Records contained in a dataset:
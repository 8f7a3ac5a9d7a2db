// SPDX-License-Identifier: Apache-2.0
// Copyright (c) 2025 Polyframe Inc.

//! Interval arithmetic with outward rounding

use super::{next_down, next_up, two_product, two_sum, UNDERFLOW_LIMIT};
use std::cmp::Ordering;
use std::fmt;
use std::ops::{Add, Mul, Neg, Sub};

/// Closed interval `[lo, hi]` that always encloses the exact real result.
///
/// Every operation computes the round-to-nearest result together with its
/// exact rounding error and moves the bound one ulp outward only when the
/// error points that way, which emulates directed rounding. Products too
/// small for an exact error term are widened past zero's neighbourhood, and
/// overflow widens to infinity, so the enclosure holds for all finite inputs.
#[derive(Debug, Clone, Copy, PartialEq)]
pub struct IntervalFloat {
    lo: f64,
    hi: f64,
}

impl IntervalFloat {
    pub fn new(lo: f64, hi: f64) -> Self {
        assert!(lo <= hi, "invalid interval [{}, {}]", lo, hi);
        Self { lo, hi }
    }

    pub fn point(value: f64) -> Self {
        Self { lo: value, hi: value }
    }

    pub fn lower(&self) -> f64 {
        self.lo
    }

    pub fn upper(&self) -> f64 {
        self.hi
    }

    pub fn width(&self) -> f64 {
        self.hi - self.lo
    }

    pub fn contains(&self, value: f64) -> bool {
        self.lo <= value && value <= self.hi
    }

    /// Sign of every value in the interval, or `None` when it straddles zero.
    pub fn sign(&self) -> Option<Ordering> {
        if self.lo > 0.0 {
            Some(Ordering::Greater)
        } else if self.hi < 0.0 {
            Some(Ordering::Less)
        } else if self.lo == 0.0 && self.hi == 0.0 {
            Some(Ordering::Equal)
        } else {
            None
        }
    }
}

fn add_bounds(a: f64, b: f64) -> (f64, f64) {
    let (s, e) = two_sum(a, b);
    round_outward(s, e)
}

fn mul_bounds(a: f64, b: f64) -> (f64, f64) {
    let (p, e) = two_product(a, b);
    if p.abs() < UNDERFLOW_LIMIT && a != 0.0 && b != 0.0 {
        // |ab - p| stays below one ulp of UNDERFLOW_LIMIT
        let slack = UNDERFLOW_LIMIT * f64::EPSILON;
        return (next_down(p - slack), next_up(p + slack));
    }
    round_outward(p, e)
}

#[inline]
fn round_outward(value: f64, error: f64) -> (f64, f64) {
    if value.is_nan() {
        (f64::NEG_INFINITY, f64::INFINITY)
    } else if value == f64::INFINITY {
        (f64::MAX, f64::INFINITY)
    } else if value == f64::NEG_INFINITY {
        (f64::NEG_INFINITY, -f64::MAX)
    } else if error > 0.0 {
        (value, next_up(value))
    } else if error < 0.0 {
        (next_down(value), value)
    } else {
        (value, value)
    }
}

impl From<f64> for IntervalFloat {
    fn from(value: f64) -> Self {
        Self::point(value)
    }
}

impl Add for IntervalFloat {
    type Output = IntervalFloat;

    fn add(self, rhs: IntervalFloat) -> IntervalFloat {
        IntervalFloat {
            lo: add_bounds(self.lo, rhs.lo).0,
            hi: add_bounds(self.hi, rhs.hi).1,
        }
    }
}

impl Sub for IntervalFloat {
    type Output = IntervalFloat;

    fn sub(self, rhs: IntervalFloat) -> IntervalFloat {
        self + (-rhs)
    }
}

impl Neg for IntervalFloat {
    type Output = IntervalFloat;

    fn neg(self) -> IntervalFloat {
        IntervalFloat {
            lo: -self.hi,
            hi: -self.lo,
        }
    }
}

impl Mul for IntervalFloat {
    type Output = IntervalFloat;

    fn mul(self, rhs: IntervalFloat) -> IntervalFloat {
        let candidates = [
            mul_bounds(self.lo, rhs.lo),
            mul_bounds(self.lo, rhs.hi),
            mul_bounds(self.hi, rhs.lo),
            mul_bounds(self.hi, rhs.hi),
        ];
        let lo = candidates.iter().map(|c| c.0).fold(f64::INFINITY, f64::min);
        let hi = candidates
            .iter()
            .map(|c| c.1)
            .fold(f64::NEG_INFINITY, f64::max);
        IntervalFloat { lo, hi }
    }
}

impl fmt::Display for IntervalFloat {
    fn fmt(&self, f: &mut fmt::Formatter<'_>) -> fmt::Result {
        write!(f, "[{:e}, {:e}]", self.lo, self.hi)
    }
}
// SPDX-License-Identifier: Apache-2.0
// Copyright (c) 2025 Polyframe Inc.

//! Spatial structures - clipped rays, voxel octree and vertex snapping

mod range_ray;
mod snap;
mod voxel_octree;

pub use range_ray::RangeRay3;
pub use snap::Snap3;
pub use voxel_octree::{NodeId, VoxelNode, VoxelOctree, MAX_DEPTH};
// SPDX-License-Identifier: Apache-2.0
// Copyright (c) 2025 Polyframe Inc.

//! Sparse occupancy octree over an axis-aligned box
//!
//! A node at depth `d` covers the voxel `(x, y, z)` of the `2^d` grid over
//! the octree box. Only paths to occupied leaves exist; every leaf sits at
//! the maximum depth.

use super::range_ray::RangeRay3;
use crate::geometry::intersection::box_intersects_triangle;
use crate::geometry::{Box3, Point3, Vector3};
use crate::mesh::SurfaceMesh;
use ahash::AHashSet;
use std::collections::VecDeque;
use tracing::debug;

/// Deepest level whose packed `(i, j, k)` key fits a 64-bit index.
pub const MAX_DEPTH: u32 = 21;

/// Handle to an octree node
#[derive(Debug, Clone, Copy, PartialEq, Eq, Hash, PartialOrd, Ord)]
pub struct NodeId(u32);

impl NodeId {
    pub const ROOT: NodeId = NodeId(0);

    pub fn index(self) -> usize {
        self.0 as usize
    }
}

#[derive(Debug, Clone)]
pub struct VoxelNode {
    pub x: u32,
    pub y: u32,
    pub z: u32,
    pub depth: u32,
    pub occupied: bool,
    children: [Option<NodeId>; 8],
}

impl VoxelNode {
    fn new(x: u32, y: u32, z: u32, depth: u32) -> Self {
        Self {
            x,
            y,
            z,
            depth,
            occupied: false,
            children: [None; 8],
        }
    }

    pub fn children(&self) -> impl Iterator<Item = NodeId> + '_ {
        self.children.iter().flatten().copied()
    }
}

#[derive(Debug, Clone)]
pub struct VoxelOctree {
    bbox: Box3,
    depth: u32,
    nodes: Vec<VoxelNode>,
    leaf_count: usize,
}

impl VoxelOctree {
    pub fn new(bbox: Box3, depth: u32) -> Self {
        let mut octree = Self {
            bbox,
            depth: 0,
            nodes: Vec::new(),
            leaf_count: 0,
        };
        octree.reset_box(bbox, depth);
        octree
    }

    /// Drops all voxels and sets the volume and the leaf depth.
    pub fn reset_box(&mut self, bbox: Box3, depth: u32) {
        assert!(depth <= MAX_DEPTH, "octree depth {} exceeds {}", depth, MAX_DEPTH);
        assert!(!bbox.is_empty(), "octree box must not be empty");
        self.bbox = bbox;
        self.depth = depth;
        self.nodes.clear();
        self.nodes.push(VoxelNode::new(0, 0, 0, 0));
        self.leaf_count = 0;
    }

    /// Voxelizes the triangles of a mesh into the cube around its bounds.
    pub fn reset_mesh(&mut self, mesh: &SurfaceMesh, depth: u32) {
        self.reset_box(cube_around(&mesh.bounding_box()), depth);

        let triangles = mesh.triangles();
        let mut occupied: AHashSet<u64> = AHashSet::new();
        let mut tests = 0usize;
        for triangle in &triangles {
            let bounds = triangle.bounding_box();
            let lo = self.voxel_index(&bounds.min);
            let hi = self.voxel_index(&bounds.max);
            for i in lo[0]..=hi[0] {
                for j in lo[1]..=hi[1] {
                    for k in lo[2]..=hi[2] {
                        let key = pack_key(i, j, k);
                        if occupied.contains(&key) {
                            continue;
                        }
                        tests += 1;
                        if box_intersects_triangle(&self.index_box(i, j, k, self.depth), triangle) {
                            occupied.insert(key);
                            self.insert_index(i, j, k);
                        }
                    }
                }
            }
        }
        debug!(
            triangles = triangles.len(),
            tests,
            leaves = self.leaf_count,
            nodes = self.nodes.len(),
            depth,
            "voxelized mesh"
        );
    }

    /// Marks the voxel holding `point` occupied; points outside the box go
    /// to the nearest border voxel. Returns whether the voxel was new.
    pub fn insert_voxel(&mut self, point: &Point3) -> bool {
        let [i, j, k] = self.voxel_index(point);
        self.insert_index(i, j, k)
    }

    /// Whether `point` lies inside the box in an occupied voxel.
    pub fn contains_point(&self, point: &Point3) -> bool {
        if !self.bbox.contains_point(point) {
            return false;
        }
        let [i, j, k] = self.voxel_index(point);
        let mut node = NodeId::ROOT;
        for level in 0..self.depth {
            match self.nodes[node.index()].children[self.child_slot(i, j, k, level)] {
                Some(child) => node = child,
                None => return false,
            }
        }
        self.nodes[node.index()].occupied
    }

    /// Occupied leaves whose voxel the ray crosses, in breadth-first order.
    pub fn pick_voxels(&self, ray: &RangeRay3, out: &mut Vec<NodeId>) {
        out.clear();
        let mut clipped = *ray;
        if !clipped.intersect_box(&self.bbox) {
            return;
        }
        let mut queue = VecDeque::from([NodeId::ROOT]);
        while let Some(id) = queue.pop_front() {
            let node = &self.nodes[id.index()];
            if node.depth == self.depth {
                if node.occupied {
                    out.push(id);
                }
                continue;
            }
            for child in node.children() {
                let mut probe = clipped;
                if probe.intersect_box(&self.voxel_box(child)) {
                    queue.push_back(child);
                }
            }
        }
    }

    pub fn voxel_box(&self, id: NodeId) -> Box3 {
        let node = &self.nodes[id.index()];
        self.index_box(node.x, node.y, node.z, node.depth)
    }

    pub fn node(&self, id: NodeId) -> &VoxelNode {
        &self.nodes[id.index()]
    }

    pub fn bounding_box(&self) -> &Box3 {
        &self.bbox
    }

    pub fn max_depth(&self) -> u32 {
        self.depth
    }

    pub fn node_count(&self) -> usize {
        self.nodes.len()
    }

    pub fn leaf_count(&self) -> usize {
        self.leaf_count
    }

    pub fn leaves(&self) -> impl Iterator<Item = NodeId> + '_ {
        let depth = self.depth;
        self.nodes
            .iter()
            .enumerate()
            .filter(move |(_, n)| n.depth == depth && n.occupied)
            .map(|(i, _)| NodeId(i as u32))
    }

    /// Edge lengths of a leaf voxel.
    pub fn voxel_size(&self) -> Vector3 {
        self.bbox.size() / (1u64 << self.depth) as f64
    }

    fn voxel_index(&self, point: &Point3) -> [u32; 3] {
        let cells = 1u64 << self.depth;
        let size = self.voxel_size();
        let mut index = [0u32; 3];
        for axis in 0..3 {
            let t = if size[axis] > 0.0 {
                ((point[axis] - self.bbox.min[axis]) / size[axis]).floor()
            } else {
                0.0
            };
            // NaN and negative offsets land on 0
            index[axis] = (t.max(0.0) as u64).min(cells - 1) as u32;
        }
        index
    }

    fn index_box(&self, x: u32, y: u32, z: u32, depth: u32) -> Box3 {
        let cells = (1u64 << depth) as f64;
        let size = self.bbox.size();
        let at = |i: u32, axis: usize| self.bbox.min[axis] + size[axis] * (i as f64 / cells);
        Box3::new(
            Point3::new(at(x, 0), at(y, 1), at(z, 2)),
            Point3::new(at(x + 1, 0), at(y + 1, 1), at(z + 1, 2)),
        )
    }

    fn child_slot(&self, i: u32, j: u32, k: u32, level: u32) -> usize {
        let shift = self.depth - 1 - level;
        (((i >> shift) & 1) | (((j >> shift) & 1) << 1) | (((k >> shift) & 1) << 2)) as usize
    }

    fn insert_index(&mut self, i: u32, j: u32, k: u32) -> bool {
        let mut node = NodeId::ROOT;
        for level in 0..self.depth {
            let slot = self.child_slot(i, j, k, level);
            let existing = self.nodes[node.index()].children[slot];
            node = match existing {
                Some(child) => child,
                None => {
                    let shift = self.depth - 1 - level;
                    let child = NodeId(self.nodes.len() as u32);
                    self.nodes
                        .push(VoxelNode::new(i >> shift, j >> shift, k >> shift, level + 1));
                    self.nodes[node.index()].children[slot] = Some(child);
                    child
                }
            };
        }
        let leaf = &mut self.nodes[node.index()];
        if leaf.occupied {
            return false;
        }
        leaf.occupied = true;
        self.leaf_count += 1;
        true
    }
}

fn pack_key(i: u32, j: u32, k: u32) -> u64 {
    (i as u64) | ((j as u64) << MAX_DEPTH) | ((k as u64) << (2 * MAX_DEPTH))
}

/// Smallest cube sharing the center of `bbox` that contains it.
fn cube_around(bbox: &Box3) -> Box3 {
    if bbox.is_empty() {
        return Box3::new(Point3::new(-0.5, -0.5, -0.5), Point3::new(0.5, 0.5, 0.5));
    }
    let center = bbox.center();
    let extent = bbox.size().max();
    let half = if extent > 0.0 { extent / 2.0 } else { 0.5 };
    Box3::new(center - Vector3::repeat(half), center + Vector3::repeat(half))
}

* **Problem requirements**
Only one thing is wanted in reply: the number of lines in the entries that hold the string "nearest".

* **Task answer**
2